### INSTRUCTIONS TO FOLLOW
Quote the entries that follow exactly, leaving none out.

(Source records)
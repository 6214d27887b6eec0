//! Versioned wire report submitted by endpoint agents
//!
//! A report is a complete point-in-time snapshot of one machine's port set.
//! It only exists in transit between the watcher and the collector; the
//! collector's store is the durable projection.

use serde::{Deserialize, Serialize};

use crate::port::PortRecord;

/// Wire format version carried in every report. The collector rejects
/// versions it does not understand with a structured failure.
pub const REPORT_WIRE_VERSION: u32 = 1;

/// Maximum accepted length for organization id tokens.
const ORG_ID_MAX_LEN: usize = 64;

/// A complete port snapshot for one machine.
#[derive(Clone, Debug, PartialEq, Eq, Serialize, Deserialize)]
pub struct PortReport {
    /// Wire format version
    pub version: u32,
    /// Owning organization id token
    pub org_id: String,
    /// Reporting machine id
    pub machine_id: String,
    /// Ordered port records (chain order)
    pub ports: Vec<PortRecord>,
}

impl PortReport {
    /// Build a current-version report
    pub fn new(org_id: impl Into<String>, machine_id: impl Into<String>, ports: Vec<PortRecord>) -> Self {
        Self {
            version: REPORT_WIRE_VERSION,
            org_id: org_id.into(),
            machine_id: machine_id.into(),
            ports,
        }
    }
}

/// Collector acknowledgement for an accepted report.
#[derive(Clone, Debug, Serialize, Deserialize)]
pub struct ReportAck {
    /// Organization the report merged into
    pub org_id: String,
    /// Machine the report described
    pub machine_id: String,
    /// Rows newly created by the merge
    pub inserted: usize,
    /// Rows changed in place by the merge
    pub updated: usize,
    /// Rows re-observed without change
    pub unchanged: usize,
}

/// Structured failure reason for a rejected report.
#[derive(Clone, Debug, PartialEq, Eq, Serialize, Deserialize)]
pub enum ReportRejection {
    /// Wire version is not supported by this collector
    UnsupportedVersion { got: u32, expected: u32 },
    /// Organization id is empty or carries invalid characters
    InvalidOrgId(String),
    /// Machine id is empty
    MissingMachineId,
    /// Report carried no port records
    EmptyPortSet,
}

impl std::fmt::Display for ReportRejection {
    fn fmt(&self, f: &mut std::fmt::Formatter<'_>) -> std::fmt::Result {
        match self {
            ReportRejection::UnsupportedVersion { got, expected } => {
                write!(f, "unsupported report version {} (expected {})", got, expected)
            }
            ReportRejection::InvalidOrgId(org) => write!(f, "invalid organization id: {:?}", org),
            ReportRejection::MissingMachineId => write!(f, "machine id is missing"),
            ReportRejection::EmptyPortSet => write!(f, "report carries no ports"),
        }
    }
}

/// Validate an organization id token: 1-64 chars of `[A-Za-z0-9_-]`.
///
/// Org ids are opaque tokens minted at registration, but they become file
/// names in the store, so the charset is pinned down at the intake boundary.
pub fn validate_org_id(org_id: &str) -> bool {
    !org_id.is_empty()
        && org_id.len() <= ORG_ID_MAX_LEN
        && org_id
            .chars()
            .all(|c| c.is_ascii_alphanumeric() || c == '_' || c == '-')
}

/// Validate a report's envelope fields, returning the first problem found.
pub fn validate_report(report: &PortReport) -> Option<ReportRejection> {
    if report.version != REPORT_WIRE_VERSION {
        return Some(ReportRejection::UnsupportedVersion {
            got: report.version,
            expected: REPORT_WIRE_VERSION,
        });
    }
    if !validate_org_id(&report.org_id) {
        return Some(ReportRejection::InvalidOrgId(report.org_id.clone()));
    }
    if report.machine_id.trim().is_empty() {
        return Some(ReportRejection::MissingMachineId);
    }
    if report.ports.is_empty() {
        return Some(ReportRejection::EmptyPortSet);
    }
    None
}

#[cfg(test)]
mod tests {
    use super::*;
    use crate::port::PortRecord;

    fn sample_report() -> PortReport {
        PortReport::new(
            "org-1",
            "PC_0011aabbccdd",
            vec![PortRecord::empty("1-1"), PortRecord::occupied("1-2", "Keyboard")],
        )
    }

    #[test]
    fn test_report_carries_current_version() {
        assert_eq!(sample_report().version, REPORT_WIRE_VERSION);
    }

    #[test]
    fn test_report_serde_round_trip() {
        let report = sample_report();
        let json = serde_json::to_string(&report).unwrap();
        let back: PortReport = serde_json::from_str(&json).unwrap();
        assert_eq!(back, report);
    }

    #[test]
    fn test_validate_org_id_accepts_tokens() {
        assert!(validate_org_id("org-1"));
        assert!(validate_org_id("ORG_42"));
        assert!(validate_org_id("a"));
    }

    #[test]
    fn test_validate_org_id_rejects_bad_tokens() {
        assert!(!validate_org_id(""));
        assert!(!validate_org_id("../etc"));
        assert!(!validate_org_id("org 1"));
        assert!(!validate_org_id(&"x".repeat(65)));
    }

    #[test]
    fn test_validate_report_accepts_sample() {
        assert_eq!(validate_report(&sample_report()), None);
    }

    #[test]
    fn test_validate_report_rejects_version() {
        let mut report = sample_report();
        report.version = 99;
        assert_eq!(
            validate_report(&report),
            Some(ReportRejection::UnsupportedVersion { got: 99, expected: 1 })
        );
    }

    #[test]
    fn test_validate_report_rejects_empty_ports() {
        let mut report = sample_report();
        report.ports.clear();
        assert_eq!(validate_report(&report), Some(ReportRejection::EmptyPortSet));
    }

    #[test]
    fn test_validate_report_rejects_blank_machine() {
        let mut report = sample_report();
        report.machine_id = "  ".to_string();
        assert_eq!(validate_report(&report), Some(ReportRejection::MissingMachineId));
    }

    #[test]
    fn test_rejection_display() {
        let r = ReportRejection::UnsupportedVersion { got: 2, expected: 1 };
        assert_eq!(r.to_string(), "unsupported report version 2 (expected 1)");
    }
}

### THE COMPLETED TASK
repository 6214d27887b6eec0
//! Versioned wire report submitted by endpoint agents
//!
//! A report is a complete point-in-time snapshot of one machine's port set.
//! It only exists in transit between the watcher and the collector; the
//! collector's store is the durable projection.

use serde::{Deserialize, Serialize};

use crate::port::PortRecord;

/// Wire format version carried in every report. The collector rejects
/// versions it does not understand with a structured failure.
pub const REPORT_WIRE_VERSION: u32 = 1;

/// Maximum accepted length for organization id tokens.
const ORG_ID_MAX_LEN: usize = 64;

/// A complete port snapshot for one machine.
#[derive(Clone, Debug, PartialEq, Eq, Serialize, Deserialize)]
pub struct PortReport {
    /// Wire format version
    pub version: u32,
    /// Owning organization id token
    pub org_id: String,
    /// Reporting machine id
    pub machine_id: String,
    /// Ordered port records (chain order)
    pub ports: Vec<PortRecord>,
}

impl PortReport {
    /// Build a current-version report
    pub fn new(org_id: impl Into<String>, machine_id: impl Into<String>, ports: Vec<PortRecord>) -> Self {
        Self {
            version: REPORT_WIRE_VERSION,
            org_id: org_id.into(),
            machine_id: machine_id.into(),
            ports,
        }
    }
}

/// Collector acknowledgement for an accepted report.
#[derive(Clone, Debug, Serialize, Deserialize)]
pub struct ReportAck {
    /// Organization the report merged into
    pub org_id: String,
    /// Machine the report described
    pub machine_id: String,
    /// Rows newly created by the merge
    pub inserted: usize,
    /// Rows changed in place by the merge
    pub updated: usize,
    /// Rows re-observed without change
    pub unchanged: usize,
}

/// Structured failure reason for a rejected report.
#[derive(Clone, Debug, PartialEq, Eq, Serialize, Deserialize)]
pub enum ReportRejection {
    /// Wire version is not supported by this collector
    UnsupportedVersion { got: u32, expected: u32 },
    /// Organization id is empty or carries invalid characters
    InvalidOrgId(String),
    /// Machine id is empty
    MissingMachineId,
    /// Report carried no port records
    EmptyPortSet,
}

impl std::fmt::Display for ReportRejection {
    fn fmt(&self, f: &mut std::fmt::Formatter<'_>) -> std::fmt::Result {
        match self {
            ReportRejection::UnsupportedVersion { got, expected } => {
                write!(f, "unsupported report version {} (expected {})", got, expected)
            }
            ReportRejection::InvalidOrgId(org) => write!(f, "invalid organization id: {:?}", org),
            ReportRejection::MissingMachineId => write!(f, "machine id is missing"),
            ReportRejection::EmptyPortSet => write!(f, "report carries no ports"),
        }
    }
}

/// Validate an organization id token: 1-64 chars of `[A-Za-z0-9_-]`.
///
/// Org ids are opaque tokens minted at registration, but they become file
/// names in the store, so the charset is pinned down at the intake boundary.
pub fn validate_org_id(org_id: &str) -> bool {
    !org_id.is_empty()
        && org_id.len() <= ORG_ID_MAX_LEN
        && org_id
            .chars()
            .all(|c| c.is_ascii_alphanumeric() || c == '_' || c == '-')
}

/// Validate a report's envelope fields, returning the first problem found.
pub fn validate_report(report: &PortReport) -> Option<ReportRejection> {
    if report.version != REPORT_WIRE_VERSION {
        return Some(ReportRejection::UnsupportedVersion {
            got: report.version,
            expected: REPORT_WIRE_VERSION,
        });
    }
    if !validate_org_id(&report.org_id) {
        return Some(ReportRejection::InvalidOrgId(report.org_id.clone()));
    }
    if report.machine_id.trim().is_empty() {
        return Some(ReportRejection::MissingMachineId);
    }
    if report.ports.is_empty() {
        return Some(ReportRejection::EmptyPortSet);
    }
    None
}

#[cfg(test)]
mod tests {
    use super::*;
    use crate::port::PortRecord;

    fn sample_report() -> PortReport {
        PortReport::new(
            "org-1",
            "PC_0011aabbccdd",
            vec![PortRecord::empty("1-1"), PortRecord::occupied("1-2", "Keyboard")],
        )
    }

    #[test]
    fn test_report_carries_current_version() {
        assert_eq!(sample_report().version, REPORT_WIRE_VERSION);
    }

    #[test]
    fn test_report_serde_round_trip() {
        let report = sample_report();
        let json = serde_json::to_string(&report).unwrap();
        let back: PortReport = serde_json::from_str(&json).unwrap();
        assert_eq!(back, report);
    }

    #[test]
    fn test_validate_org_id_accepts_tokens() {
        assert!(validate_org_id("org-1"));
        assert!(validate_org_id("ORG_42"));
        assert!(validate_org_id("a"));
    }

    #[test]
    fn test_validate_org_id_rejects_bad_tokens() {
        assert!(!validate_org_id(""));
        assert!(!validate_org_id("../etc"));
        assert!(!validate_org_id("org 1"));
        assert!(!validate_org_id(&"x".repeat(65)));
    }

    #[test]
    fn test_validate_report_accepts_sample() {
        assert_eq!(validate_report(&sample_report()), None);
    }

    #[test]
    fn test_validate_report_rejects_version() {
        let mut report = sample_report();
        report.version = 99;
        assert_eq!(
            validate_report(&report),
            Some(ReportRejection::UnsupportedVersion { got: 99, expected: 1 })
        );
    }

    #[test]
    fn test_validate_report_rejects_empty_ports() {
        let mut report = sample_report();
        report.ports.clear();
        assert_eq!(validate_report(&report), Some(ReportRejection::EmptyPortSet));
    }

    #[test]
    fn test_validate_report_rejects_blank_machine() {
        let mut report = sample_report();
        report.machine_id = "  ".to_string();
        assert_eq!(validate_report(&report), Some(ReportRejection::MissingMachineId));
    }

    #[test]
    fn test_rejection_display() {
        let r = ReportRejection::UnsupportedVersion { got: 2, expected: 1 };
        assert_eq!(r.to_string(), "unsupported report version 2 (expected 1)");
    }
}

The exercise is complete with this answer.